WORK TASK
Search the listing for the string "reconcile". Copy every line that has it.

◇ ◇ ◇ ◇ ◇ ◇ ◇

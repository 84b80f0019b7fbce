// SPDX-License-Identifier: GPL-3.0-only
pub mod backend;
pub mod error;
pub mod orchestrator;
pub mod reconcile;
pub mod session;
pub mod traits;

pub use backend::HttpRemoteStateClient;
pub use error::SyncError;
pub use orchestrator::{
    EntryChange, SyncOrchestrator, SyncReport, SyncSettings, UpdateOutcome,
};
pub use session::SessionInfo;
pub use traits::RemoteStateClient;
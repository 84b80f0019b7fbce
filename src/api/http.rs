// SPDX-License-Identifier: GPL-3.0-only
use axum::{
    extract::{Query, State},
    http::StatusCode,
    routing::{get, post},
    Json, Router,
};
use std::net::SocketAddr;
use std::sync::Arc;
use tracing::info;

use crate::api::handlers::{
    ApiHandlers, ApiResponse, LanguageRequest, SearchResponse, SelectProfileRequest, SuggestQuery,
    UpdateEntryRequest,
};
use crate::catalog::search::{AnimeProgress, Suggestion};
use crate::catalog::{CatalogQuery, LanguageSelection};
use crate::sync::{SessionInfo, SyncReport, UpdateOutcome};

type Handlers = State<Arc<ApiHandlers>>;

pub struct HttpServer {
    handlers: Arc<ApiHandlers>,
    addr: SocketAddr,
}

impl HttpServer {
    pub fn new(handlers: Arc<ApiHandlers>, addr: SocketAddr) -> Self {
        Self { handlers, addr }
    }

    pub async fn serve(self) -> anyhow::Result<()> {
        let app = router(self.handlers);

        info!(addr = %self.addr, "Starting HTTP server");

        let listener = tokio::net::TcpListener::bind(&self.addr).await?;
        axum::serve(listener, app).await?;

        Ok(())
    }
}

pub fn router(handlers: Arc<ApiHandlers>) -> Router {
    Router::new()
        .route("/api/health", get(ApiHandlers::health))
        .route(
            "/api/profile",
            get(profile_handler)
                .post(select_profile_handler)
                .delete(sign_out_handler),
        )
        .route("/api/profiles", get(list_profiles_handler))
        .route("/api/language", post(set_language_handler))
        .route("/api/entries", get(entries_handler))
        .route("/api/entries/state", post(update_entry_handler))
        .route("/api/suggestions", get(suggestions_handler))
        .route("/api/anime", get(anime_handler))
        .route("/api/sync", post(sync_handler))
        .fallback(not_found_handler)
        .with_state(handlers)
}

async fn not_found_handler() -> (StatusCode, Json<ApiResponse<()>>) {
    (
        StatusCode::NOT_FOUND,
        Json(ApiResponse::<()>::error("not found".to_string())),
    )
}

async fn profile_handler(
    State(handlers): Handlers,
) -> Json<ApiResponse<Option<SessionInfo>>> {
    handlers.profile().await
}

async fn list_profiles_handler(
    State(handlers): Handlers,
) -> Result<Json<ApiResponse<Vec<String>>>, StatusCode> {
    handlers.list_profiles().await
}

async fn select_profile_handler(
    State(handlers): Handlers,
    Json(request): Json<SelectProfileRequest>,
) -> Result<Json<ApiResponse<Option<SessionInfo>>>, StatusCode> {
    handlers.select_profile(Json(request)).await
}

async fn sign_out_handler(State(handlers): Handlers) -> Json<ApiResponse<()>> {
    handlers.sign_out().await
}

async fn set_language_handler(
    State(handlers): Handlers,
    Json(request): Json<LanguageRequest>,
) -> Result<Json<ApiResponse<LanguageSelection>>, StatusCode> {
    handlers.set_language(Json(request)).await
}

async fn entries_handler(
    State(handlers): Handlers,
    query: Query<CatalogQuery>,
) -> Json<ApiResponse<SearchResponse>> {
    handlers.entries(query).await
}

async fn suggestions_handler(
    State(handlers): Handlers,
    query: Query<SuggestQuery>,
) -> Json<ApiResponse<Vec<Suggestion>>> {
    handlers.suggestions(query).await
}

async fn anime_handler(State(handlers): Handlers) -> Json<ApiResponse<Vec<AnimeProgress>>> {
    handlers.anime().await
}

async fn update_entry_handler(
    State(handlers): Handlers,
    Json(request): Json<UpdateEntryRequest>,
) -> Result<Json<ApiResponse<UpdateOutcome>>, StatusCode> {
    handlers.update_entry(Json(request)).await
}

async fn sync_handler(
    State(handlers): Handlers,
) -> Result<Json<ApiResponse<SyncReport>>, StatusCode> {
    handlers.sync_now().await
}
// SPDX-License-Identifier: GPL-3.0-only
pub mod setup;

pub use setup::setup_logging;
// SPDX-License-Identifier: GPL-3.0-only
use std::sync::Arc;
use tracing::{debug, warn};

use crate::store::error::StoreError;
use crate::store::models::{QueueBlob, QueueRecord};
use crate::store::traits::KeyValueStore;

const QUEUE_PREFIX: &str = "anime_va.queue.";

/// Durable FIFO of mutations not yet acknowledged by the remote store
///
/// Records are only appended at the tail and only removed from the head, in
/// the exact prefix the remote store accepted. No de-duplication is done: two
/// toggles of the same key produce two records.
#[derive(Clone)]
pub struct PendingQueue {
    kv: Arc<dyn KeyValueStore>,
}

impl PendingQueue {
    pub fn new(kv: Arc<dyn KeyValueStore>) -> Self {
        Self { kv }
    }

    fn storage_key(profile_id: &str) -> String {
        format!("{QUEUE_PREFIX}{profile_id}")
    }

    /// All pending records, oldest first
    ///
    /// A corrupt queue blob reads as empty; storage failures are errors.
    pub async fn records(&self, profile_id: &str) -> Result<Vec<QueueRecord>, StoreError> {
        let Some(raw) = self.kv.get(&Self::storage_key(profile_id)).await? else {
            return Ok(Vec::new());
        };

        match QueueBlob::decode(&raw) {
            Ok(records) => Ok(records),
            Err(e) => {
                warn!(profile = %profile_id, error = %e, "Discarding unreadable pending queue");
                Ok(Vec::new())
            }
        }
    }

    async fn write(&self, profile_id: &str, records: &[QueueRecord]) -> Result<(), StoreError> {
        let key = Self::storage_key(profile_id);
        if records.is_empty() {
            return self.kv.remove(&key).await;
        }
        self.kv.set(&key, &QueueBlob::encode(records)?).await
    }

    /// Append one record at the tail
    pub async fn enqueue(&self, profile_id: &str, record: QueueRecord) -> Result<(), StoreError> {
        let mut records = self.records(profile_id).await?;
        records.push(record);
        self.write(profile_id, &records).await?;

        debug!(profile = %profile_id, pending = records.len(), "Queued update");
        Ok(())
    }

    /// Up to `max_size` oldest records, left in place
    pub async fn peek_batch(
        &self,
        profile_id: &str,
        max_size: usize,
    ) -> Result<Vec<QueueRecord>, StoreError> {
        let mut records = self.records(profile_id).await?;
        records.truncate(max_size);
        Ok(records)
    }

    /// Drop the `count` oldest records after the remote store accepted them
    pub async fn commit(&self, profile_id: &str, count: usize) -> Result<(), StoreError> {
        let mut records = self.records(profile_id).await?;
        let count = count.min(records.len());
        records.drain(..count);
        self.write(profile_id, &records).await?;

        debug!(profile = %profile_id, committed = count, pending = records.len(), "Committed updates");
        Ok(())
    }

    pub async fn len(&self, profile_id: &str) -> Result<usize, StoreError> {
        Ok(self.records(profile_id).await?.len())
    }
}
// SPDX-License-Identifier: GPL-3.0-only
use async_trait::async_trait;
use reqwest::StatusCode;
use std::sync::atomic::{AtomicBool, Ordering};
use std::sync::{Arc, Mutex};
use tokio::sync::Semaphore;

use crate::catalog::EntryKey;
use crate::config::Config;
use crate::store::{EntryState, KeyValueStore, QueueRecord, Snapshot, SqliteKeyValueStore, StoreError};
use crate::sync::{RemoteStateClient, SyncError};

/// Fresh in-memory key-value store
pub async fn setup_test_kv() -> Arc<dyn KeyValueStore> {
    Arc::new(
        SqliteKeyValueStore::in_memory()
            .await
            .expect("Failed to open in-memory store"),
    )
}

pub fn entry_state(seen: bool, tbr: bool, updated: &str) -> EntryState {
    EntryState {
        seen,
        tbr,
        updated: updated.to_string(),
        updated_by: None,
    }
}

/// Queue record whose timestamp increases with `seq`
pub fn queue_record(key: &str, seen: bool, seq: u32) -> QueueRecord {
    QueueRecord {
        key: EntryKey::from(key),
        seen,
        tbr: false,
        updated: format!("2024-01-01T00:00:{:02}.{:03}Z", seq / 1000 % 60, seq % 1000),
    }
}

/// Create a test configuration with temporary paths
pub fn create_test_config() -> Config {
    use std::net::SocketAddr;
    use std::str::FromStr;

    let temp_dir = std::env::temp_dir().join(format!("anime-va-test-{}", uuid::Uuid::new_v4()));

    Config {
        state_db_path: temp_dir.join("state.db"),
        sync_api_url: "http://localhost:3000/api".to_string(),
        sync_api_key: None,
        device_id: Some("test-device".to_string()),
        catalog_dir: temp_dir,
        default_language: "ENG".to_string(),
        image_base_url: "http://localhost:3000/images".to_string(),
        image_version: None,
        local_api_bind: SocketAddr::from_str("127.0.0.1:0").unwrap(), // Use port 0 to auto-assign
        flush_batch_size: 50,
        sync_interval_secs: 0,
        request_timeout_secs: 5,
        log_level: "error".to_string(), // Reduce log noise in tests
        log_format: "pretty".to_string(),
    }
}

/// Create a temporary directory for tests
pub fn create_temp_dir() -> tempfile::TempDir {
    tempfile::TempDir::new().expect("Failed to create temp directory")
}

/// Key-value store whose writes can be switched off, like a browser store
/// that hit its quota, and whose next read can be made to fail
pub struct FlakyStore {
    inner: Arc<dyn KeyValueStore>,
    reject_writes: AtomicBool,
    fail_next_read: AtomicBool,
}

impl FlakyStore {
    pub async fn new() -> Arc<Self> {
        Arc::new(Self {
            inner: setup_test_kv().await,
            reject_writes: AtomicBool::new(false),
            fail_next_read: AtomicBool::new(false),
        })
    }

    pub fn fail_next_read(&self) {
        self.fail_next_read.store(true, Ordering::SeqCst);
    }

    pub fn reject_writes(&self, reject: bool) {
        self.reject_writes.store(reject, Ordering::SeqCst);
    }

    fn check(&self) -> Result<(), StoreError> {
        if self.reject_writes.load(Ordering::SeqCst) {
            return Err(StoreError::Rejected("quota exceeded".to_string()));
        }
        Ok(())
    }
}

#[async_trait]
impl KeyValueStore for FlakyStore {
    async fn get(&self, key: &str) -> Result<Option<String>, StoreError> {
        if self.fail_next_read.swap(false, Ordering::SeqCst) {
            return Err(StoreError::Rejected("read failed".to_string()));
        }
        self.inner.get(key).await
    }

    async fn set(&self, key: &str, value: &str) -> Result<(), StoreError> {
        self.check()?;
        self.inner.set(key, value).await
    }

    async fn remove(&self, key: &str) -> Result<(), StoreError> {
        self.check()?;
        self.inner.remove(key).await
    }

    async fn keys_with_prefix(&self, prefix: &str) -> Result<Vec<String>, StoreError> {
        self.inner.keys_with_prefix(prefix).await
    }
}

#[derive(Default)]
struct Script {
    remote: Option<Snapshot>,
    fail_pushes: bool,
    /// Pushes wait for a permit while set
    gate: Option<Arc<Semaphore>>,
    pushed: Vec<(String, Vec<QueueRecord>)>,
    push_attempts: usize,
    fetches: usize,
}

/// Remote state service double driven by the test
///
/// Starts unreachable. Accepted pushes are recorded and also folded into the
/// remote snapshot, so a later fetch sees them.
#[derive(Default)]
pub struct ScriptedRemote {
    script: Mutex<Script>,
}

impl ScriptedRemote {
    pub fn offline() -> Arc<Self> {
        Arc::new(Self::default())
    }

    pub fn online(remote: Snapshot) -> Arc<Self> {
        let scripted = Self::default();
        scripted.set_remote(Some(remote));
        Arc::new(scripted)
    }

    /// `None` makes fetches fail
    pub fn set_remote(&self, remote: Option<Snapshot>) {
        self.script.lock().unwrap().remote = remote;
    }

    pub fn fail_pushes(&self, fail: bool) {
        self.script.lock().unwrap().fail_pushes = fail;
    }

    /// Hold every push until the returned semaphore hands out a permit
    pub fn gate_pushes(&self) -> Arc<Semaphore> {
        let gate = Arc::new(Semaphore::new(0));
        self.script.lock().unwrap().gate = Some(Arc::clone(&gate));
        gate
    }

    pub fn pushed_batches(&self) -> Vec<Vec<QueueRecord>> {
        self.script
            .lock()
            .unwrap()
            .pushed
            .iter()
            .map(|(_, batch)| batch.clone())
            .collect()
    }

    /// Profiles of the accepted pushes, in order
    pub fn pushed_profiles(&self) -> Vec<String> {
        self.script
            .lock()
            .unwrap()
            .pushed
            .iter()
            .map(|(profile, _)| profile.clone())
            .collect()
    }

    /// Pushes started, including ones still waiting on the gate
    pub fn push_attempts(&self) -> usize {
        self.script.lock().unwrap().push_attempts
    }

    pub fn fetch_count(&self) -> usize {
        self.script.lock().unwrap().fetches
    }
}

fn unavailable() -> SyncError {
    SyncError::Status {
        status: StatusCode::SERVICE_UNAVAILABLE,
        body: "scripted outage".to_string(),
    }
}

#[async_trait]
impl RemoteStateClient for ScriptedRemote {
    async fn fetch_state(&self, _profile_id: &str) -> Result<Snapshot, SyncError> {
        let mut script = self.script.lock().unwrap();
        script.fetches += 1;
        script.remote.clone().ok_or_else(unavailable)
    }

    async fn push_updates(&self, profile_id: &str, batch: &[QueueRecord]) -> Result<(), SyncError> {
        let gate = {
            let mut script = self.script.lock().unwrap();
            script.push_attempts += 1;
            script.gate.clone()
        };
        if let Some(gate) = gate {
            gate.acquire().await.unwrap().forget();
        }

        let mut script = self.script.lock().unwrap();
        if script.fail_pushes || script.remote.is_none() {
            return Err(unavailable());
        }

        let remote = script.remote.get_or_insert_with(Snapshot::new);
        for record in batch {
            remote.insert(
                record.key.clone(),
                EntryState {
                    seen: record.seen,
                    tbr: record.tbr,
                    updated: record.updated.clone(),
                    updated_by: None,
                },
            );
        }
        script.pushed.push((profile_id.to_string(), batch.to_vec()));
        Ok(())
    }
}
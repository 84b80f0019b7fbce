// SPDX-License-Identifier: GPL-3.0-only
pub mod config;

pub use config::Config;
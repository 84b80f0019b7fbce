// SPDX-License-Identifier: GPL-3.0-only
use serde::Deserialize;
use std::path::Path;
use tracing::{info, warn};

use crate::catalog::models::{CatalogEntry, Language, LanguageSelection};

/// Catalog files are either a bare array or wrapped as `{ "data": [...] }`
#[derive(Deserialize)]
#[serde(untagged)]
enum CatalogFile {
    Entries(Vec<CatalogEntry>),
    Wrapped {
        #[serde(default)]
        data: Vec<CatalogEntry>,
    },
}

impl CatalogFile {
    fn into_entries(self) -> Vec<CatalogEntry> {
        match self {
            CatalogFile::Entries(entries) => entries,
            CatalogFile::Wrapped { data } => data,
        }
    }
}

/// In-memory catalog for the selected language(s)
#[derive(Debug, Clone)]
pub struct Catalog {
    pub selection: LanguageSelection,
    pub entries: Vec<CatalogEntry>,
}

impl Catalog {
    /// Load every file of `selection` from `dir`
    ///
    /// A missing or unparseable file is logged and contributes no entries, so
    /// the catalog stays usable with whatever did load.
    pub async fn load(dir: &Path, selection: LanguageSelection) -> Self {
        let mut entries = Vec::new();

        for language in selection.languages() {
            let path = dir.join(language.file_name());
            match load_file(&path, *language).await {
                Ok(mut loaded) => {
                    info!(path = %path.display(), count = loaded.len(), "Loaded catalog file");
                    entries.append(&mut loaded);
                }
                Err(e) => {
                    warn!(path = %path.display(), error = %e, "Skipping catalog file");
                }
            }
        }

        Self { selection, entries }
    }

    pub fn len(&self) -> usize {
        self.entries.len()
    }

    pub fn is_empty(&self) -> bool {
        self.entries.is_empty()
    }
}

async fn load_file(path: &Path, language: Language) -> anyhow::Result<Vec<CatalogEntry>> {
    let contents = tokio::fs::read_to_string(path).await?;
    let file: CatalogFile = serde_json::from_str(&contents)?;

    Ok(tag_language(file.into_entries(), language))
}

/// Tag entries that carry no language with the language of their source file
pub fn tag_language(entries: Vec<CatalogEntry>, language: Language) -> Vec<CatalogEntry> {
    entries
        .into_iter()
        .map(|mut entry| {
            if entry.language.as_deref().is_none_or(str::is_empty) {
                entry.language = Some(language.code().to_string());
            }
            entry
        })
        .collect()
}
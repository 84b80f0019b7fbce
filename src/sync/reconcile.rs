// SPDX-License-Identifier: GPL-3.0-only
use crate::store::{EntryState, Snapshot};

/// Counts describing what a merge took from each side
#[derive(Debug, Clone, Copy, Default, PartialEq, Eq)]
pub struct MergeReport {
    /// Keys only the remote side knew
    pub added: usize,
    /// Keys where the remote record replaced the local one
    pub replaced: usize,
    /// Keys where the local record was kept over a remote one
    pub kept: usize,
}

impl MergeReport {
    pub fn changed(&self) -> bool {
        self.added + self.replaced > 0
    }
}

/// Whether `remote` beats `local` under last-write-wins
///
/// Timestamps compare as strings; they are fixed-width UTC ISO-8601 so the
/// ordering is chronological. An empty remote timestamp never wins, an empty
/// local one always loses to a non-empty remote one, and ties keep local.
pub fn remote_wins(local: &EntryState, remote: &EntryState) -> bool {
    !remote.updated.is_empty() && (local.updated.is_empty() || remote.updated > local.updated)
}

/// Union of both snapshots, taking the newer record per key
pub fn merge(local: &Snapshot, remote: &Snapshot) -> Snapshot {
    merge_with_report(local, remote).0
}

pub fn merge_with_report(local: &Snapshot, remote: &Snapshot) -> (Snapshot, MergeReport) {
    let mut merged = local.clone();
    let mut report = MergeReport::default();

    for (key, remote_state) in remote {
        match local.get(key) {
            None => report.added += 1,
            Some(local_state) if remote_wins(local_state, remote_state) => report.replaced += 1,
            Some(_) => {
                report.kept += 1;
                continue;
            }
        }
        merged.insert(key.clone(), remote_state.clone());
    }

    (merged, report)
}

◇ ◇ ◇ ◇ ◇ ◇ ◇

EXERCISE SOLUTION
pub mod reconcile;
filename src/sync/reconcile.rs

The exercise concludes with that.